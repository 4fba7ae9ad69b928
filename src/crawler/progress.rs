//! Progress tracking for long-running crawls.
//!
//! A crawl knows its total up front (load types × days), so progress is purely
//! count-based: percentage, rate and an ETA derived from the identifiers attempted so
//! far.

use std::time::{Duration, Instant};

const DEFAULT_UPDATE_INTERVAL: Duration = Duration::from_secs(60);
const MIN_CRAWL_DURATION: Duration = Duration::from_secs(30);

/// Lightweight builder that controls update cadence.
#[derive(Debug, Clone)]
pub struct ProgressTracker {
    update_interval: Duration,
    min_percentage_step: f64,
}

impl ProgressTracker {
    /// Create a tracker with custom interval and percentage step.
    pub fn new(update_interval: Duration, min_percentage_step: f64) -> Self {
        Self {
            update_interval,
            min_percentage_step,
        }
    }

    /// Emit a progress update every `step` percent of the crawl.
    pub fn with_percentage_step(mut self, step: f64) -> Self {
        self.min_percentage_step = step;
        self
    }

    /// Build a [`ProgressState`] configured with the tracker defaults.
    pub fn create_state(&self, total_expected: u64) -> ProgressState {
        let mut state = ProgressState::new(total_expected);
        state.update_interval = self.update_interval;
        state.min_percentage_step = self.min_percentage_step;
        state
    }
}

impl Default for ProgressTracker {
    fn default() -> Self {
        Self::new(DEFAULT_UPDATE_INTERVAL, 10.0)
    }
}

/// Progress of one crawl
#[derive(Debug, Clone)]
pub struct ProgressState {
    /// Identifiers attempted so far.
    pub attempted: u64,
    /// Identifiers that produced a record.
    pub succeeded: u64,
    /// Identifiers whose fetch failed.
    pub failed: u64,
    /// Identifiers the crawl will attempt.
    pub total_expected: u64,
    /// When the crawl started.
    pub start_time: Instant,
    /// Last time progress was reported.
    pub last_update: Instant,
    /// Minimum interval between progress updates.
    pub update_interval: Duration,
    /// Identifiers per second.
    pub current_rate: f64,
    /// Load type currently being crawled.
    pub current_phase: Option<String>,
    /// Last reported completion percentage.
    pub last_reported_percentage: f64,
    /// Minimum percentage delta required to emit a new update.
    pub min_percentage_step: f64,
}

impl ProgressState {
    /// Create a state with default intervals.
    pub fn new(total_expected: u64) -> Self {
        let now = Instant::now();
        Self {
            attempted: 0,
            succeeded: 0,
            failed: 0,
            total_expected,
            start_time: now,
            last_update: now,
            update_interval: DEFAULT_UPDATE_INTERVAL,
            current_rate: 0.0,
            current_phase: None,
            last_reported_percentage: 0.0,
            min_percentage_step: 10.0,
        }
    }

    /// Count one finished identifier.
    pub fn record(&mut self, success: bool) {
        self.attempted = self.attempted.saturating_add(1);
        if success {
            self.succeeded = self.succeeded.saturating_add(1);
        } else {
            self.failed = self.failed.saturating_add(1);
        }
        let elapsed = self.start_time.elapsed().as_secs_f64();
        if elapsed > 0.0 {
            self.current_rate = self.attempted as f64 / elapsed;
        }
    }

    /// Whether a progress update should be emitted based on time or percentage.
    pub fn should_emit_update(&self) -> bool {
        if self.attempted == 0 {
            return false;
        }

        if self.percentage() - self.last_reported_percentage >= self.min_percentage_step {
            return true;
        }

        self.start_time.elapsed() >= MIN_CRAWL_DURATION
            && self.last_update.elapsed() >= self.update_interval
    }

    /// Call after emitting a progress event to reset timers and cached percentage.
    pub fn mark_emitted(&mut self) {
        self.last_update = Instant::now();
        self.last_reported_percentage = self.percentage();
    }

    /// Set descriptive phase label (e.g., "Peak").
    pub fn set_phase<S: Into<String>>(&mut self, phase: Option<S>) {
        self.current_phase = phase.map(|s| s.into());
    }

    /// Completion percentage (0-100).
    pub fn percentage(&self) -> f64 {
        if self.total_expected == 0 {
            return 100.0;
        }
        (self.attempted as f64 / self.total_expected as f64 * 100.0).min(100.0)
    }

    /// Estimate remaining time from the current rate.
    pub fn estimate_remaining(&self) -> Option<Duration> {
        if self.current_rate <= 0.0 {
            return None;
        }
        let remaining = self.total_expected.saturating_sub(self.attempted);
        (remaining > 0).then(|| Duration::from_secs_f64(remaining as f64 / self.current_rate))
    }

    /// Human-readable progress string for logging.
    pub fn format_progress(&self) -> String {
        let mut parts = vec![format!(
            "[PROGRESS] Crawled {}/{} symbols - {:.1}% complete",
            self.attempted,
            self.total_expected,
            self.percentage()
        )];

        if self.failed > 0 {
            parts.push(format!("({} failed)", self.failed));
        }

        if let Some(phase) = &self.current_phase {
            parts.push(format!("[{phase}]"));
        }

        if self.current_rate > 0.0 {
            parts.push(format!("at {:.1} symbols/sec", self.current_rate));
        }

        if let Some(remaining) = self.estimate_remaining() {
            parts.push(format!("- ~{} remaining", format_duration(remaining)));
        }

        parts.join(" ")
    }
}

fn format_duration(duration: Duration) -> String {
    let secs = duration.as_secs();
    if secs < 60 {
        format!("{secs}s")
    } else if secs < 3600 {
        format!("{}m", secs / 60)
    } else {
        format!("{:.1}h", secs as f64 / 3600.0)
    }
}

----

Exercise aim -> Retype exactly the lines of the data above, starting at its first line and finishing with the line that has "const MIN_CRAWL_DURATION: Duration" in it.

Solved exercise ->
repository 4fba7ae9ad69b928
filename src/crawler/progress.rs
//! Progress tracking for long-running crawls.
//!
//! A crawl knows its total up front (load types × days), so progress is purely
//! count-based: percentage, rate and an ETA derived from the identifiers attempted so
//! far.

use std::time::{Duration, Instant};

const DEFAULT_UPDATE_INTERVAL: Duration = Duration::from_secs(60);
const MIN_CRAWL_DURATION: Duration = Duration::from_secs(30);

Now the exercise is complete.